▶ EXERCISE INPUTS
▼

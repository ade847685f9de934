//! Activity endpoints, including the nested per-activity subtask
//! routes.

use axum::{
    extract::{Path, State},
    http::StatusCode,
    routing::{delete, get, patch, put},
    Extension, Json, Router,
};
use chrono::{DateTime, NaiveDate, Utc};
use std::sync::Arc;
use uuid::Uuid;

use super::auth::AuthUser;
use super::error::{field_error, internal, invalid_pk_message, not_found, ApiError};
use super::routes::AppState;
use super::subtasks::{parse_new_subtask, SubtaskRequest};
use super::types::{ActivityResponse, SubtaskResponse};
use crate::model::ActivityType;
use crate::store::activities::{ActivityPatch, NewActivity};
use crate::store::StoreError;

/// Detail for the nested routes when the activity is missing or
/// belongs to someone else; the two cases are indistinguishable to
/// the caller.
const NESTED_404: &str = "Actividad no encontrada o no tienes permisos.";

/// Create activity routes, nested under `/api/activity`.
pub fn routes() -> Router<Arc<AppState>> {
    Router::new()
        .route("/", get(list_activities).post(create_activity))
        .route("/:id", get(get_activity))
        .route("/:id", put(update_activity))
        .route("/:id", patch(update_activity))
        .route("/:id", delete(delete_activity))
        .route(
            "/:id/subtasks",
            get(list_activity_subtasks).post(create_activity_subtask),
        )
}

#[derive(Debug, serde::Deserialize)]
pub struct ActivityRequest {
    pub title: Option<String>,
    pub description: Option<String>,
    pub course_id: Option<Uuid>,
    #[serde(rename = "type")]
    pub activity_type: Option<String>,
    pub event_datetime: Option<DateTime<Utc>>,
    pub deadline: Option<NaiveDate>,
}

// ─────────────────────────────────────────────────────────────────────────────
// Validation
// ─────────────────────────────────────────────────────────────────────────────

fn validate_title(raw: Option<&str>) -> Result<String, ApiError> {
    let title = raw.unwrap_or("").trim();
    if title.is_empty() {
        return Err(field_error("title", "El título no puede estar vacío."));
    }
    if title.chars().count() > 100 {
        return Err(field_error(
            "title",
            "El título no puede exceder 100 caracteres.",
        ));
    }
    Ok(title.to_string())
}

fn validate_type(raw: &str) -> Result<ActivityType, ApiError> {
    ActivityType::parse(raw).ok_or_else(|| {
        field_error("type", &format!("\"{}\" no es una elección válida.", raw))
    })
}

/// Events cannot be scheduled in the past (checked at creation only,
/// so old activities stay editable).
fn validate_event_not_past(event: DateTime<Utc>) -> Result<(), ApiError> {
    if event < Utc::now() {
        return Err(field_error(
            "event_datetime",
            "La fecha de la actividad no puede ser anterior a la actual.",
        ));
    }
    Ok(())
}

/// The deadline (a date) may not fall before the event's calendar day.
fn validate_deadline(
    deadline: Option<NaiveDate>,
    event: Option<DateTime<Utc>>,
) -> Result<(), ApiError> {
    if let (Some(deadline), Some(event)) = (deadline, event) {
        if deadline < event.date_naive() {
            return Err(field_error(
                "deadline",
                "La fecha límite no puede ser anterior a la fecha del evento.",
            ));
        }
    }
    Ok(())
}

fn map_course_not_owned(err: StoreError, course_id: Option<Uuid>) -> ApiError {
    match (err, course_id) {
        (StoreError::CourseNotOwned, Some(id)) => {
            field_error("course_id", &invalid_pk_message(id))
        }
        (other, _) => internal(other),
    }
}

// ─────────────────────────────────────────────────────────────────────────────
// Handlers
// ─────────────────────────────────────────────────────────────────────────────

/// GET /api/activity - List the caller's activities, newest first.
async fn list_activities(
    State(state): State<Arc<AppState>>,
    Extension(user): Extension<AuthUser>,
) -> Result<Json<Vec<ActivityResponse>>, ApiError> {
    let activities = state
        .store
        .list_activities(user.id)
        .await
        .map_err(internal)?;
    Ok(Json(activities.into_iter().map(Into::into).collect()))
}

/// POST /api/activity - Create an activity.
async fn create_activity(
    State(state): State<Arc<AppState>>,
    Extension(user): Extension<AuthUser>,
    Json(req): Json<ActivityRequest>,
) -> Result<(StatusCode, Json<ActivityResponse>), ApiError> {
    let title = validate_title(req.title.as_deref())?;
    let activity_type = match req.activity_type.as_deref() {
        Some(raw) => validate_type(raw)?,
        None => ActivityType::default(),
    };
    if let Some(event) = req.event_datetime {
        validate_event_not_past(event)?;
    }
    validate_deadline(req.deadline, req.event_datetime)?;

    let detail = state
        .store
        .create_activity(
            user.id,
            NewActivity {
                title,
                description: req.description,
                course_id: req.course_id,
                activity_type,
                event_datetime: req.event_datetime,
                deadline: req.deadline,
            },
        )
        .await
        .map_err(|e| map_course_not_owned(e, req.course_id))?;

    tracing::info!("Created activity {} ({})", detail.activity.title, detail.activity.id);

    Ok((StatusCode::CREATED, Json(detail.into())))
}

/// GET /api/activity/:id
async fn get_activity(
    State(state): State<Arc<AppState>>,
    Extension(user): Extension<AuthUser>,
    Path(id): Path<Uuid>,
) -> Result<Json<ActivityResponse>, ApiError> {
    state
        .store
        .activity(user.id, id)
        .await
        .map_err(internal)?
        .map(|d| Json(d.into()))
        .ok_or_else(not_found)
}

/// PUT|PATCH /api/activity/:id - Partial update. Omitted fields are
/// left unchanged; date coherence is re-checked against the merged
/// result.
async fn update_activity(
    State(state): State<Arc<AppState>>,
    Extension(user): Extension<AuthUser>,
    Path(id): Path<Uuid>,
    Json(req): Json<ActivityRequest>,
) -> Result<Json<ActivityResponse>, ApiError> {
    let current = state
        .store
        .activity(user.id, id)
        .await
        .map_err(internal)?
        .ok_or_else(not_found)?;

    let mut patch = ActivityPatch::default();
    if req.title.is_some() {
        patch.title = Some(validate_title(req.title.as_deref())?);
    }
    if let Some(raw) = req.activity_type.as_deref() {
        patch.activity_type = Some(validate_type(raw)?);
    }
    patch.description = req.description;
    patch.course_id = req.course_id;
    patch.event_datetime = req.event_datetime;
    patch.deadline = req.deadline;

    let event = req.event_datetime.or(current.activity.event_datetime);
    let deadline = req.deadline.or(current.activity.deadline);
    validate_deadline(deadline, event)?;

    state
        .store
        .update_activity(user.id, id, patch)
        .await
        .map_err(|e| map_course_not_owned(e, req.course_id))?
        .map(|d| Json(d.into()))
        .ok_or_else(not_found)
}

/// DELETE /api/activity/:id - Deletes the activity and, by cascade,
/// its subtasks.
async fn delete_activity(
    State(state): State<Arc<AppState>>,
    Extension(user): Extension<AuthUser>,
    Path(id): Path<Uuid>,
) -> Result<StatusCode, ApiError> {
    let deleted = state
        .store
        .delete_activity(user.id, id)
        .await
        .map_err(internal)?;
    if !deleted {
        return Err(not_found());
    }

    tracing::info!("Deleted activity {}", id);

    Ok(StatusCode::NO_CONTENT)
}

// ─────────────────────────────────────────────────────────────────────────────
// Nested subtask routes
// ─────────────────────────────────────────────────────────────────────────────

/// GET /api/activity/:id/subtasks - Subtasks of one owned activity.
async fn list_activity_subtasks(
    State(state): State<Arc<AppState>>,
    Extension(user): Extension<AuthUser>,
    Path(id): Path<Uuid>,
) -> Result<Json<Vec<SubtaskResponse>>, ApiError> {
    ensure_owned(&state, user.id, id).await?;
    let subtasks = state
        .store
        .list_subtasks(user.id, Some(id))
        .await
        .map_err(internal)?;
    Ok(Json(subtasks.into_iter().map(Into::into).collect()))
}

/// POST /api/activity/:id/subtasks - Create a subtask under one owned
/// activity. The activity comes from the path; any `activity_id` in
/// the body is ignored.
async fn create_activity_subtask(
    State(state): State<Arc<AppState>>,
    Extension(user): Extension<AuthUser>,
    Path(id): Path<Uuid>,
    Json(req): Json<SubtaskRequest>,
) -> Result<(StatusCode, Json<SubtaskResponse>), ApiError> {
    ensure_owned(&state, user.id, id).await?;
    let new = parse_new_subtask(&req, id)?;
    let detail = state
        .store
        .create_subtask(user.id, new)
        .await
        .map_err(internal)?;

    tracing::info!("Created subtask {} under activity {}", detail.subtask.id, id);

    Ok((StatusCode::CREATED, Json(detail.into())))
}

async fn ensure_owned(state: &AppState, user_id: Uuid, id: Uuid) -> Result<(), ApiError> {
    let owned = state
        .store
        .activity_exists(user_id, id)
        .await
        .map_err(internal)?;
    if !owned {
        return Err(super::error::not_found_detail(NESTED_404));
    }
    Ok(())
}

#[cfg(test)]
mod tests {
    use super::*;

    #[test]
    fn test_title_trimmed_and_bounded() {
        assert_eq!(validate_title(Some("  Parcial 1  ")).unwrap(), "Parcial 1");
        let (_, body) = validate_title(Some("   ")).unwrap_err();
        assert_eq!(body.0["title"][0], "El título no puede estar vacío.");
        assert!(validate_title(None).is_err());
        assert!(validate_title(Some(&"x".repeat(101))).is_err());
    }

    #[test]
    fn test_type_choices() {
        assert_eq!(validate_type("EXAM").unwrap(), ActivityType::Exam);
        assert_eq!(validate_type("OTHER").unwrap(), ActivityType::Other);
        let (_, body) = validate_type("FIESTA").unwrap_err();
        assert_eq!(body.0["type"][0], "\"FIESTA\" no es una elección válida.");
    }

    #[test]
    fn test_past_event_rejected() {
        let past = Utc::now() - chrono::Duration::hours(1);
        let (_, body) = validate_event_not_past(past).unwrap_err();
        assert_eq!(
            body.0["event_datetime"][0],
            "La fecha de la actividad no puede ser anterior a la actual."
        );

        let future = Utc::now() + chrono::Duration::hours(1);
        assert!(validate_event_not_past(future).is_ok());
    }

    #[test]
    fn test_deadline_must_not_precede_event() {
        let event = Utc::now() + chrono::Duration::days(2);
        let before = Some(event.date_naive() - chrono::Duration::days(1));
        let (_, body) = validate_deadline(before, Some(event)).unwrap_err();
        assert_eq!(
            body.0["deadline"][0],
            "La fecha límite no puede ser anterior a la fecha del evento."
        );

        let same_day = Some(event.date_naive());
        assert!(validate_deadline(same_day, Some(event)).is_ok());
        assert!(validate_deadline(None, Some(event)).is_ok());
        assert!(validate_deadline(same_day, None).is_ok());
    }
}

▲

▶ WORK REQUEST
Copy each line above where the string "current" occurs.

▶ SOLUTION TO THIS TASK
    let current = state
    let event = req.event_datetime.or(current.activity.event_datetime);
    let deadline = req.deadline.or(current.activity.deadline);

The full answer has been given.